誰かの「いたぞ!」という声が辺りに響いた。
ユウゴは大きく舌打ちをして、すぐ近くにあったデパートのビルへ駆け込む。
閉店時間が近くとも、まだ客が多い。
別の出口を目指して走るユウゴを、客たちは奇妙な目で見てくる。
あと少しでビルの反対側に出ることができる、そう思った瞬間、背後から悲鳴が響いてきた。

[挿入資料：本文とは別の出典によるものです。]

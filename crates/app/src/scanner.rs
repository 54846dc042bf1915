//! Peripheral discovery with per-session de-duplication.

use std::collections::HashSet;
use std::sync::{Arc, Mutex, PoisonError};

use fitrecord_domain::error::ScanError;
use tokio::runtime::Handle;
use tokio::task::JoinHandle;
use tokio_stream::StreamExt;

use crate::ports::{Advertisement, ScanBackend};

/// Receives each newly discovered peripheral. Runs on the scan task and may
/// call [`DeviceScanner::stop_scan`].
pub type DiscoveryListener = Arc<dyn Fn(Advertisement) + Send + Sync>;

struct ScanSession {
    task: JoinHandle<()>,
    runtime: Handle,
}

/// Reports every advertising fitness peripheral at most once per scan
/// session.
pub struct DeviceScanner<B> {
    backend: Arc<B>,
    session: Mutex<Option<ScanSession>>,
    /// Backend stop issued by the last `stop_scan`, not yet awaited.
    stopping: Mutex<Option<JoinHandle<()>>>,
}

impl<B: ScanBackend> DeviceScanner<B> {
    pub fn new(backend: B) -> Self {
        Self {
            backend: Arc::new(backend),
            session: Mutex::new(None),
            stopping: Mutex::new(None),
        }
    }

    /// Start a scan session, reporting discoveries to `listener`.
    ///
    /// # Errors
    ///
    /// [`ScanError::Unavailable`] when the radio cannot scan,
    /// [`ScanError::AlreadyScanning`] while a session is running.
    pub async fn start_scan(&self, listener: DiscoveryListener) -> Result<(), ScanError> {
        if self.is_scanning() {
            return Err(ScanError::AlreadyScanning);
        }

        let stopping = self.lock_stopping().take();
        if let Some(stopping) = stopping
            && let Err(err) = stopping.await
        {
            tracing::warn!(%err, "previous scan stop did not complete");
        }

        let mut advertisements = self.backend.start().await?;
        tracing::info!("scan started");

        let task = tokio::spawn(async move {
            let mut seen = HashSet::new();
            while let Some(advertisement) = advertisements.next().await {
                if !seen.insert(advertisement.address.clone()) {
                    continue;
                }
                tracing::info!(
                    address = %advertisement.address,
                    name = advertisement.name.as_deref().unwrap_or("unknown"),
                    "discovered peripheral"
                );
                listener(advertisement);
            }
            tracing::debug!("advertisement stream ended");
        });

        let mut session = self.lock_session();
        if session.as_ref().is_some_and(|s| !s.task.is_finished()) {
            task.abort();
            return Err(ScanError::AlreadyScanning);
        }
        *session = Some(ScanSession {
            task,
            runtime: Handle::current(),
        });
        Ok(())
    }

    /// Stop the running scan session. Never blocks; returns `false` when no
    /// session was running. The next [`start_scan`](Self::start_scan) waits
    /// for the radio to stop before starting it again.
    pub fn stop_scan(&self) -> bool {
        let Some(session) = self.lock_session().take() else {
            return false;
        };
        session.task.abort();
        let backend = Arc::clone(&self.backend);
        let stopping = session.runtime.spawn(async move {
            if let Err(err) = backend.stop().await {
                tracing::warn!(%err, "failed to stop scan");
            }
        });
        *self.lock_stopping() = Some(stopping);
        tracing::info!("scan stopped");
        true
    }

    #[must_use]
    pub fn is_scanning(&self) -> bool {
        self.lock_session()
            .as_ref()
            .is_some_and(|session| !session.task.is_finished())
    }

    fn lock_session(&self) -> std::sync::MutexGuard<'_, Option<ScanSession>> {
        self.session.lock().unwrap_or_else(PoisonError::into_inner)
    }

    fn lock_stopping(&self) -> std::sync::MutexGuard<'_, Option<JoinHandle<()>>> {
        self.stopping.lock().unwrap_or_else(PoisonError::into_inner)
    }
}
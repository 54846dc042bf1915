//! Sensor configuration — which sensors a recording profile activates.

use serde::{Deserialize, Serialize};

use crate::id::{PeripheralAddress, SensorId};

/// Tag value selecting the wall-clock sensor.
pub const CLOCK_TAG: &str = "time";
/// Tag value selecting the location sensor.
pub const LOCATION_TAG: &str = "location";

/// The concrete sensor implementation selected by a configuration entry.
#[derive(Debug, Clone, PartialEq, Eq, Serialize, Deserialize)]
#[serde(from = "String", into = "String")]
pub enum SensorKind {
    /// Wall-clock samples.
    Clock,
    /// Position fixes.
    Location,
    /// A wireless peripheral reached by address.
    Peripheral(PeripheralAddress),
}

impl From<&str> for SensorKind {
    fn from(tag: &str) -> Self {
        match tag {
            CLOCK_TAG => Self::Clock,
            LOCATION_TAG => Self::Location,
            address => Self::Peripheral(PeripheralAddress::new(address)),
        }
    }
}

impl From<String> for SensorKind {
    fn from(tag: String) -> Self {
        Self::from(tag.as_str())
    }
}

impl From<SensorKind> for String {
    fn from(kind: SensorKind) -> Self {
        match kind {
            SensorKind::Clock => CLOCK_TAG.to_string(),
            SensorKind::Location => LOCATION_TAG.to_string(),
            SensorKind::Peripheral(address) => address.into(),
        }
    }
}

/// One entry of a profile's sensor list: `{ id, kind }`.
///
/// When `kind` is omitted it is derived from `id` with the same tag rule.
#[derive(Debug, Clone, PartialEq, Eq, Serialize, Deserialize)]
pub struct SensorConfig {
    pub id: SensorId,
    #[serde(default, skip_serializing_if = "Option::is_none")]
    pub kind: Option<SensorKind>,
}

impl SensorConfig {
    /// Entry whose kind is derived from its id.
    #[must_use]
    pub fn new(id: impl Into<SensorId>) -> Self {
        Self {
            id: id.into(),
            kind: None,
        }
    }

    /// Entry with an explicit kind.
    #[must_use]
    pub fn with_kind(id: impl Into<SensorId>, kind: SensorKind) -> Self {
        Self {
            id: id.into(),
            kind: Some(kind),
        }
    }

    /// The effective kind of this entry.
    #[must_use]
    pub fn kind(&self) -> SensorKind {
        self.kind
            .clone()
            .unwrap_or_else(|| SensorKind::from(self.id.as_str()))
    }
}
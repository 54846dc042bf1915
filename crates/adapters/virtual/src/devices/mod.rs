//! Simulated fitness peripherals.

mod footpod;
mod heart_rate;
mod power_meter;

use std::sync::atomic::{AtomicBool, AtomicU32, AtomicU64, Ordering};
use std::sync::{Mutex, MutexGuard, PoisonError};

use fitrecord_app::ports::Notification;
use fitrecord_domain::gatt::{
    BATTERY_LEVEL, BATTERY_SERVICE, CYCLING_POWER_MEASUREMENT, CYCLING_POWER_SERVICE,
    CharacteristicProperties, GattCharacteristic, GattService, HEART_RATE_MEASUREMENT,
    HEART_RATE_SERVICE, RUNNING_SPEED_CADENCE_MEASUREMENT, RUNNING_SPEED_CADENCE_SERVICE,
};
use fitrecord_domain::id::PeripheralAddress;
use tokio::sync::mpsc;
use uuid::Uuid;

/// What a virtual peripheral pretends to be.
#[derive(Debug, Clone, Copy, PartialEq, Eq)]
pub enum DeviceKind {
    HeartRateStrap,
    PowerMeter,
    Footpod,
}

impl DeviceKind {
    fn service(self) -> Uuid {
        match self {
            Self::HeartRateStrap => HEART_RATE_SERVICE,
            Self::PowerMeter => CYCLING_POWER_SERVICE,
            Self::Footpod => RUNNING_SPEED_CADENCE_SERVICE,
        }
    }

    fn measurement(self) -> Uuid {
        match self {
            Self::HeartRateStrap => HEART_RATE_MEASUREMENT,
            Self::PowerMeter => CYCLING_POWER_MEASUREMENT,
            Self::Footpod => RUNNING_SPEED_CADENCE_MEASUREMENT,
        }
    }

    fn payload(self, step: u32) -> Vec<u8> {
        match self {
            Self::HeartRateStrap => heart_rate::payload(step),
            Self::PowerMeter => power_meter::payload(step),
            Self::Footpod => footpod::payload(step),
        }
    }

    fn label(self) -> &'static str {
        match self {
            Self::HeartRateStrap => "Virtual HRM",
            Self::PowerMeter => "Virtual Power",
            Self::Footpod => "Virtual Footpod",
        }
    }
}

/// A simulated peripheral. Every open link receives the values pushed
/// through [`notify`](Self::notify).
#[derive(Debug)]
pub struct VirtualPeripheral {
    address: PeripheralAddress,
    kind: DeviceKind,
    battery_level: u8,
    reachable: AtomicBool,
    step: AtomicU32,
    next_link: AtomicU64,
    links: Mutex<Vec<(u64, mpsc::UnboundedSender<Notification>)>>,
}

impl VirtualPeripheral {
    #[must_use]
    pub fn new(kind: DeviceKind, address: impl Into<PeripheralAddress>) -> Self {
        Self {
            address: address.into(),
            kind,
            battery_level: 87,
            reachable: AtomicBool::new(true),
            step: AtomicU32::new(0),
            next_link: AtomicU64::new(0),
            links: Mutex::new(Vec::new()),
        }
    }

    #[must_use]
    pub fn address(&self) -> &PeripheralAddress {
        &self.address
    }

    #[must_use]
    pub fn kind(&self) -> DeviceKind {
        self.kind
    }

    #[must_use]
    pub fn name(&self) -> &'static str {
        self.kind.label()
    }

    #[must_use]
    pub fn battery_level(&self) -> u8 {
        self.battery_level
    }

    /// Whether connection attempts succeed. Out-of-range devices refuse.
    #[must_use]
    pub fn is_reachable(&self) -> bool {
        self.reachable.load(Ordering::Acquire)
    }

    pub fn set_reachable(&self, reachable: bool) {
        self.reachable.store(reachable, Ordering::Release);
    }

    /// The measurement service plus a readable battery service.
    #[must_use]
    pub fn services(&self) -> Vec<GattService> {
        let service = self.kind.service();
        vec![
            GattService {
                uuid: service,
                characteristics: vec![GattCharacteristic {
                    uuid: self.kind.measurement(),
                    service,
                    properties: CharacteristicProperties {
                        read: false,
                        notify: true,
                        indicate: false,
                    },
                }],
            },
            GattService {
                uuid: BATTERY_SERVICE,
                characteristics: vec![GattCharacteristic {
                    uuid: BATTERY_LEVEL,
                    service: BATTERY_SERVICE,
                    properties: CharacteristicProperties {
                        read: true,
                        notify: false,
                        indicate: false,
                    },
                }],
            },
        ]
    }

    /// Push `value` to every open link. Returns how many links got it.
    pub fn notify(&self, characteristic: Uuid, value: Vec<u8>) -> usize {
        let mut links = self.lock_links();
        links.retain(|(_, link)| {
            link.send(Notification {
                characteristic,
                value: value.clone(),
            })
            .is_ok()
        });
        links.len()
    }

    /// Push the next simulated measurement.
    pub fn tick(&self) -> usize {
        let step = self.step.fetch_add(1, Ordering::Relaxed);
        self.notify(self.kind.measurement(), self.kind.payload(step))
    }

    /// Simulate the radio dropping every open link.
    pub fn drop_links(&self) {
        self.lock_links().clear();
    }

    #[must_use]
    pub fn open_links(&self) -> usize {
        self.lock_links()
            .iter()
            .filter(|(_, link)| !link.is_closed())
            .count()
    }

    pub(crate) fn attach(&self) -> (u64, mpsc::UnboundedReceiver<Notification>) {
        let id = self.next_link.fetch_add(1, Ordering::Relaxed);
        let (tx, rx) = mpsc::unbounded_channel();
        self.lock_links().push((id, tx));
        (id, rx)
    }

    pub(crate) fn detach(&self, id: u64) {
        self.lock_links().retain(|(link, _)| *link != id);
    }

    fn lock_links(&self) -> MutexGuard<'_, Vec<(u64, mpsc::UnboundedSender<Notification>)>> {
        self.links.lock().unwrap_or_else(PoisonError::into_inner)
    }
}

#[cfg(test)]
mod tests {
    use fitrecord_domain::decoder;

    use super::*;

    #[test]
    fn should_expose_measurement_and_battery_services() {
        let device = VirtualPeripheral::new(DeviceKind::PowerMeter, "AA:01");
        let services = device.services();
        assert_eq!(services.len(), 2);
        assert_eq!(services[0].uuid, CYCLING_POWER_SERVICE);
        assert!(services[0].characteristics[0].properties.notify);
        assert!(services[1].characteristics[0].properties.read);
    }

    #[test]
    fn should_produce_decodable_payloads_for_every_kind() {
        for kind in [
            DeviceKind::HeartRateStrap,
            DeviceKind::PowerMeter,
            DeviceKind::Footpod,
        ] {
            for step in 0..50 {
                let sample = decoder::decode(kind.measurement(), &kind.payload(step)).unwrap();
                assert!(!sample.is_empty());
            }
        }
    }

    #[test]
    fn should_deliver_to_attached_links_only() {
        let device = VirtualPeripheral::new(DeviceKind::HeartRateStrap, "AA:01");
        assert_eq!(device.tick(), 0);

        let (_, mut rx) = device.attach();
        assert_eq!(device.tick(), 1);
        let notification = rx.try_recv().unwrap();
        assert_eq!(notification.characteristic, HEART_RATE_MEASUREMENT);

        drop(rx);
        assert_eq!(device.tick(), 0);
    }

    #[test]
    fn should_close_links_when_dropped() {
        let device = VirtualPeripheral::new(DeviceKind::Footpod, "AA:01");
        let (_, mut rx) = device.attach();
        device.drop_links();
        assert!(rx.try_recv().is_err());
        assert_eq!(device.open_links(), 0);
    }

    #[test]
    fn should_detach_single_link() {
        let device = VirtualPeripheral::new(DeviceKind::HeartRateStrap, "AA:01");
        let (first, _first_rx) = device.attach();
        let (_, _second_rx) = device.attach();
        device.detach(first);
        assert_eq!(device.open_links(), 1);
    }
}
//! Position fixes delivered by a location source.

use serde::{Deserialize, Serialize};

use crate::sample::Sample;
use crate::time::Timestamp;

/// Which provider produced a fix.
#[derive(Debug, Clone, Copy, Default, PartialEq, Eq, Serialize, Deserialize)]
#[serde(rename_all = "snake_case")]
pub enum LocationProvider {
    /// Satellite receiver.
    Satellite,
    /// Network (cell/wifi) positioning.
    Network,
    /// Re-delivered last-known position.
    LastKnown,
    #[default]
    Unknown,
}

impl LocationProvider {
    /// Numeric tag carried in telemetry frames.
    #[must_use]
    pub fn tag(self) -> f64 {
        match self {
            Self::Satellite => 1.0,
            Self::Network => 2.0,
            Self::LastKnown => 3.0,
            Self::Unknown => 0.0,
        }
    }
}

/// One position fix. Optional fields are absent when the provider did not
/// report them.
#[derive(Debug, Clone, PartialEq, Serialize, Deserialize)]
pub struct LocationFix {
    pub time: Timestamp,
    pub latitude: f64,
    pub longitude: f64,
    pub altitude: Option<f64>,
    /// Horizontal accuracy in meters.
    pub accuracy: Option<f64>,
    /// Ground speed in m/s.
    pub speed: Option<f64>,
    /// Bearing in degrees.
    pub bearing: Option<f64>,
    pub provider: LocationProvider,
}

impl LocationFix {
    /// Flatten into telemetry metrics (`ts`, `latitude`, `longitude`, the
    /// optional fields that are present and the provider `type`).
    #[must_use]
    pub fn to_sample(&self) -> Sample {
        let mut sample = Sample::new()
            .with("ts", crate::time::epoch_millis(self.time))
            .with("latitude", self.latitude)
            .with("longitude", self.longitude);
        let optional = [
            ("altitude", self.altitude),
            ("accuracy", self.accuracy),
            ("speed", self.speed),
            ("bearing", self.bearing),
        ];
        for (metric, value) in optional
            .into_iter()
            .filter_map(|(metric, value)| value.map(|v| (metric, v)))
        {
            sample.insert(metric, value);
        }
        sample.insert("type", self.provider.tag());
        sample
    }
}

振り向くと、追撃隊が銃を構えてユウゴを狙っているところだった。
「くそっ、マジかよ」
呟いた瞬間、銃声が響き渡った。
ユウゴはほとんど体当たりするようにして、ガラスのドアを開け、外に飛び出る。
直後、ドアとその付近のガラスが砕け落ちた。
思わず店内に目をやると、買い物客たちが床にうずくまって頭を抱えていた。
中には弾が当たったのか、血を流している者までいる。
「一般人でもお構いなしかよ」
呟きながら走り出したユウゴの前に、回り込んでいたのだろう、追撃隊が並んでいた。
「よう。いつもご苦労さん。今回は、何人来たんだ?」
言いながらユウゴは素早く逃げ道を探した。

並んだ追撃隊の間隔は広い。
うまくすれば抜けられるかもしれない。
ユウゴは素早くポケットからボロボロのナイフを取り出すと、中央に立っている隊員の顔面目掛けて投げつけた。
それと同時に走り出す。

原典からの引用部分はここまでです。